The NSW iVote system (outlined in Chapter 3) used in the 2011 state election had an average cost per vote cast of $74 compared to an average cost of all votes cast of $8.
While the iVote system is relatively secure, due to the fact that it utilises telephone systems for blind or low vision voting transactions and encrypted internet data architecture, the vote data on the voter’s computer or in the NSWEC’s servers is still open to potential manipulation.
In response to criticisms of the system’s security, the NSWEC has commissioned a third-party provider to strengthen the security of the system software prior to the 2015 state election, along with other hardware and data transmission improvements.

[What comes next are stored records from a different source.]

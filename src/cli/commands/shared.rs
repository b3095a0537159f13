//! Shared components for CLI commands
//!
//! Logging setup and console reporting used by every subcommand.

use crate::cli::args::Verbosity;
use crate::constants::LOG_TARGET;
use crate::models::{RunStats, TableOutcome};
use anyhow::{Result, anyhow};
use colored::*;
use std::time::Duration;
use tracing::debug;

/// Set up structured logging on stderr
///
/// `RUST_LOG` takes precedence over the verbosity flags.
pub fn setup_logging(verbosity: &Verbosity) -> Result<()> {
    use tracing_subscriber::{EnvFilter, fmt, layer::SubscriberExt, util::SubscriberInitExt};

    let log_level = verbosity.get_log_level();

    let filter = EnvFilter::try_from_default_env()
        .unwrap_or_else(|_| EnvFilter::new(format!("{}={}", LOG_TARGET, log_level)));

    let result = if verbosity.quiet {
        tracing_subscriber::registry()
            .with(filter)
            .with(
                fmt::layer()
                    .with_target(false)
                    .with_level(true)
                    .with_writer(std::io::stderr)
                    .compact(),
            )
            .try_init()
    } else {
        tracing_subscriber::registry()
            .with(filter)
            .with(
                fmt::layer()
                    .with_target(false)
                    .with_level(true)
                    .with_timer(fmt::time::uptime())
                    .with_writer(std::io::stderr),
            )
            .try_init()
    };
    result.map_err(|e| anyhow!("failed to initialise logging: {}", e))?;

    debug!("Logging initialized at level: {}", log_level);
    Ok(())
}

/// Format a duration the way the summaries print it
pub fn format_duration(duration: Duration) -> String {
    let millis = duration.as_millis();
    if millis < 1_000 {
        format!("{}ms", millis)
    } else {
        format!("{:.2}s", duration.as_secs_f64())
    }
}

fn describe_table(outcome: TableOutcome) -> &'static str {
    match outcome {
        TableOutcome::Created => "created",
        TableOutcome::AlreadyExists => "reused",
        TableOutcome::Recreated => "recreated",
    }
}

/// Print the end-of-run summary
pub fn print_run_summary(stats: &RunStats) {
    println!(
        "\n{}",
        format!("{} Run Summary", stats.stage).bright_green().bold()
    );
    println!(
        "  {} {}",
        "Time elapsed:".bright_cyan(),
        format_duration(stats.elapsed).bright_white()
    );
    println!(
        "  {} {}",
        "Files seen:".bright_cyan(),
        stats.files_seen.to_string().bright_white()
    );
    println!(
        "  {} {}",
        "Good files:".bright_cyan(),
        stats.files_good.to_string().bright_white()
    );
    if stats.files_bad > 0 {
        println!(
            "  {} {}",
            "Bad files:".bright_red(),
            stats.files_bad.to_string().bright_red().bold()
        );
    }
    if stats.files_quarantined > 0 {
        println!(
            "  {} {}",
            "Quarantined:".bright_red(),
            stats.files_quarantined.to_string().bright_red().bold()
        );
    }
    println!(
        "  {} {}",
        "Rows inserted:".bright_cyan(),
        stats.rows_inserted.to_string().bright_white().bold()
    );
    println!(
        "  {} {}",
        "Table:".bright_cyan(),
        describe_table(stats.table)
    );
    if let Some(entry) = &stats.archive.entry {
        println!(
            "  {} {} ({} files)",
            "Archive:".bright_cyan(),
            entry.display(),
            stats.archive.files_archived
        );
    }
    println!(
        "  {} {} ({} rows)",
        "Export:".bright_cyan(),
        stats.export.path.display(),
        stats.export.rows
    );
}

#[cfg(test)]
mod tests {
    use super::*;

    #[test]
    fn test_format_duration() {
        assert_eq!(format_duration(Duration::from_millis(250)), "250ms");
        assert_eq!(format_duration(Duration::from_millis(1_500)), "1.50s");
    }

    #[test]
    fn test_describe_table() {
        assert_eq!(describe_table(TableOutcome::AlreadyExists), "reused");
        assert_eq!(describe_table(TableOutcome::Recreated), "recreated");
    }
}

Vision Australia made a submission to the Joint Committee concerning telephone assisted voting during the 2013 federal election which included these observations:
It was anonymous, but not truly secret. People felt uncomfortable about verbalising their voting intentions to another person, and expressed the view that no-one else in the community would regard it as acceptable to be required to do this. Some clients in residential facilities and other places with limited privacy also expressed concern that their conversation with the call centre staff would be overheard and their voting intentions revealed…..
Clients who had voted using the iVote system in the NSW 2011 election were especially aware of the lack of independence involved in using the call centre option.
Some clients noted that they had no way of verifying that their voting intentions had been notated accurately and lodged correctly. While they did not necessarily mistrust the call centre operator, they were nevertheless aware that any human-mediated process introduces the possibility of errors, and such errors are more likely to occur when the process becomes complex, such as when a voter is voting “below the line”.